#### [PROMPT]
From the records below, transcribe exactly the lines that begin at the line with "use crate::error::StockDataError;" and end at the line with "order) that landed.", both included.
[[ GIVEN INFORMATION open ]]
//! Concurrent fetch of all feeds into the snapshot store.

use std::fmt;
use std::path::PathBuf;
use std::time::Duration;

use thiserror::Error;
use twse_api::Feed;

use crate::error::StockDataError;
use crate::fetch::FeedFetcher;
use crate::store::{SnapshotError, SnapshotStore};

/// Default bound on one fetch-and-store, body included.
pub const DEFAULT_FEED_TIMEOUT: Duration = Duration::from_secs(60);

/// Why a single feed did not land on disk.
#[derive(Error, Debug)]
pub enum FeedError {
    #[error(transparent)]
    Fetch(#[from] twse_api::Error),
    #[error(transparent)]
    Snapshot(#[from] SnapshotError),
    #[error("did not finish within {}s", .0.as_secs())]
    TimedOut(Duration),
}

/// A feed that failed during a sync, with the reason.
#[derive(Debug)]
pub struct FeedFailure {
    pub feed: Feed,
    pub error: FeedError,
}

impl fmt::Display for FeedFailure {
    fn fmt(&self, f: &mut fmt::Formatter<'_>) -> fmt::Result {
        write!(f, "{}: {}", self.feed, self.error)
    }
}

/// Outcome of a sync in which at least one feed landed.
#[derive(Debug)]
pub struct SyncSummary {
    /// Snapshot of the first feed (in [`Feed::ALL`] order) that landed.
    pub location: PathBuf,
    pub cache_dir: PathBuf,
    pub succeeded: Vec<(Feed, PathBuf)>,
    pub failed: Vec<FeedFailure>,
}

impl SyncSummary {
    pub fn succeeded_feeds(&self) -> Vec<Feed> {
        self.succeeded.iter().map(|(feed, _)| *feed).collect()
    }

    /// True when every feed landed.
    pub fn is_complete(&self) -> bool {
        self.failed.is_empty()
    }
}

/// Fetches every feed concurrently and stores each body as a snapshot.
///
/// The sync as a whole succeeds as long as one feed landed; the merger can
/// work with whatever subset is on disk. Callers must not run a sync and a
/// load against the same store at the same time.
pub struct SyncOrchestrator<F> {
    fetcher: F,
    store: SnapshotStore,
    feed_timeout: Duration,
}

impl<F: FeedFetcher> SyncOrchestrator<F> {
    pub fn new(fetcher: F, store: SnapshotStore) -> Self {
        Self {
            fetcher,
            store,
            feed_timeout: DEFAULT_FEED_TIMEOUT,
        }
    }

    pub fn with_feed_timeout(mut self, feed_timeout: Duration) -> Self {
        self.feed_timeout = feed_timeout;
        self
    }

    pub fn store(&self) -> &SnapshotStore {
        &self.store
    }

    /// Runs the three fetch-and-store jobs concurrently and waits for all of them.
    ///
    /// Returns [`StockDataError::AllFeedsFailed`] with every failure when no
    /// feed landed.
    pub async fn sync(&self) -> Result<SyncSummary, StockDataError> {
        let (info, average, day_all) = tokio::join!(
            self.sync_feed(Feed::Info),
            self.sync_feed(Feed::DayAverage),
            self.sync_feed(Feed::DayAll),
        );

        let mut succeeded = Vec::new();
        let mut failed = Vec::new();
        for (feed, outcome) in Feed::ALL.into_iter().zip([info, average, day_all]) {
            match outcome {
                Ok(path) => succeeded.push((feed, path)),
                Err(error) => failed.push(FeedFailure { feed, error }),
            }
        }

        let Some((_, location)) = succeeded.first() else {
            tracing::error!("Sync failed: no feed could be fetched");
            return Err(StockDataError::AllFeedsFailed(failed));
        };

        tracing::info!(
            "Sync finished: {}/{} feeds stored in {}",
            succeeded.len(),
            Feed::ALL.len(),
            self.store.dir().display()
        );
        Ok(SyncSummary {
            location: location.clone(),
            cache_dir: self.store.dir().to_path_buf(),
            succeeded,
            failed,
        })
    }

    async fn sync_feed(&self, feed: Feed) -> Result<PathBuf, FeedError> {
        let job = async {
            let body = self.fetcher.fetch(feed).await?;
            Ok::<_, FeedError>(self.store.write(body).await?)
        };
        let outcome = match tokio::time::timeout(self.feed_timeout, job).await {
            Ok(outcome) => outcome,
            Err(_) => Err(FeedError::TimedOut(self.feed_timeout)),
        };
        match &outcome {
            Ok(path) => tracing::info!("Stored {} snapshot at {}", feed, path.display()),
            Err(e) => tracing::warn!("Failed to sync {}: {}", feed, e),
        }
        outcome
    }
}

#[cfg(test)]
mod tests {
    use super::*;
    use std::path::Path;
    use async_trait::async_trait;
    use std::collections::HashMap;
    use twse_api::FeedBody;

    /// Scripted fetcher: feeds with a body succeed, the rest answer 500.
    struct Scripted {
        bodies: HashMap<Feed, &'static str>,
    }

    #[async_trait]
    impl FeedFetcher for Scripted {
        async fn fetch(&self, feed: Feed) -> Result<FeedBody, twse_api::Error> {
            match self.bodies.get(&feed) {
                Some(body) => Ok(FeedBody::from_bytes(feed, *body)),
                None => Err(twse_api::Error::HttpStatus {
                    feed,
                    status: 500,
                    body: "boom".to_string(),
                }),
            }
        }
    }

    fn orchestrator(
        dir: &Path,
        bodies: &[(Feed, &'static str)],
    ) -> SyncOrchestrator<Scripted> {
        let fetcher = Scripted {
            bodies: bodies.iter().copied().collect(),
        };
        SyncOrchestrator::new(fetcher, SnapshotStore::new(dir))
    }

    #[tokio::test]
    async fn partial_failure_is_success() {
        let dir = tempfile::tempdir().unwrap();
        let sync = orchestrator(dir.path(), &[(Feed::DayAverage, "[]"), (Feed::DayAll, "[]")]);

        let summary = sync.sync().await.unwrap();
        assert_eq!(summary.succeeded_feeds(), vec![Feed::DayAverage, Feed::DayAll]);
        assert_eq!(summary.failed.len(), 1);
        assert_eq!(summary.failed[0].feed, Feed::Info);
        assert_eq!(summary.location, dir.path().join("STOCK_DAY_AVG_ALL.json"));
        assert!(!summary.is_complete());
    }

    #[tokio::test]
    async fn all_failures_are_reported() {
        let dir = tempfile::tempdir().unwrap();
        let sync = orchestrator(dir.path(), &[]);

        let err = sync.sync().await.unwrap_err();
        match err {
            StockDataError::AllFeedsFailed(failures) => {
                let feeds: Vec<Feed> = failures.iter().map(|f| f.feed).collect();
                assert_eq!(feeds, Feed::ALL.to_vec());
            }
            other => panic!("unexpected error: {other}"),
        }
    }

    #[tokio::test]
    async fn complete_sync_writes_every_snapshot() {
        let dir = tempfile::tempdir().unwrap();
        let sync = orchestrator(
            dir.path(),
            &[(Feed::Info, "[]"), (Feed::DayAverage, "[]"), (Feed::DayAll, "[]")],
        );

        let summary = sync.sync().await.unwrap();
        assert!(summary.is_complete());
        assert_eq!(summary.location, dir.path().join("BWIBBU_ALL.json"));
        for feed in Feed::ALL {
            assert!(sync.store().path_for(feed).exists());
        }
    }

    struct Stalled;

    #[async_trait]
    impl FeedFetcher for Stalled {
        async fn fetch(&self, feed: Feed) -> Result<FeedBody, twse_api::Error> {
            if feed == Feed::DayAll {
                tokio::time::sleep(Duration::from_secs(3600)).await;
            }
            Ok(FeedBody::from_bytes(feed, "[]"))
        }
    }

    #[tokio::test(start_paused = true)]
    async fn stalled_feed_times_out() {
        let dir = tempfile::tempdir().unwrap();
        let sync = SyncOrchestrator::new(Stalled, SnapshotStore::new(dir.path()))
            .with_feed_timeout(Duration::from_secs(60));

        let summary = sync.sync().await.unwrap();
        assert_eq!(summary.succeeded_feeds(), vec![Feed::Info, Feed::DayAverage]);
        assert!(matches!(summary.failed[0].error, FeedError::TimedOut(_)));
        assert_eq!(summary.failed[0].feed, Feed::DayAll);
    }

    #[test]
    fn failure_display_names_feed() {
        let failure = FeedFailure {
            feed: Feed::DayAverage,
            error: FeedError::TimedOut(Duration::from_secs(60)),
        };
        assert_eq!(failure.to_string(), "day-average: did not finish within 60s");
    }
}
[[ GIVEN INFORMATION closed ]]
#### [TASK SOLUTION]
use crate::error::StockDataError;
use crate::fetch::FeedFetcher;
use crate::store::{SnapshotError, SnapshotStore};

/// Default bound on one fetch-and-store, body included.
pub const DEFAULT_FEED_TIMEOUT: Duration = Duration::from_secs(60);

/// Why a single feed did not land on disk.
#[derive(Error, Debug)]
pub enum FeedError {
    #[error(transparent)]
    Fetch(#[from] twse_api::Error),
    #[error(transparent)]
    Snapshot(#[from] SnapshotError),
    #[error("did not finish within {}s", .0.as_secs())]
    TimedOut(Duration),
}

/// A feed that failed during a sync, with the reason.
#[derive(Debug)]
pub struct FeedFailure {
    pub feed: Feed,
    pub error: FeedError,
}

impl fmt::Display for FeedFailure {
    fn fmt(&self, f: &mut fmt::Formatter<'_>) -> fmt::Result {
        write!(f, "{}: {}", self.feed, self.error)
    }
}

/// Outcome of a sync in which at least one feed landed.
#[derive(Debug)]
pub struct SyncSummary {
    /// Snapshot of the first feed (in [`Feed::ALL`] order) that landed.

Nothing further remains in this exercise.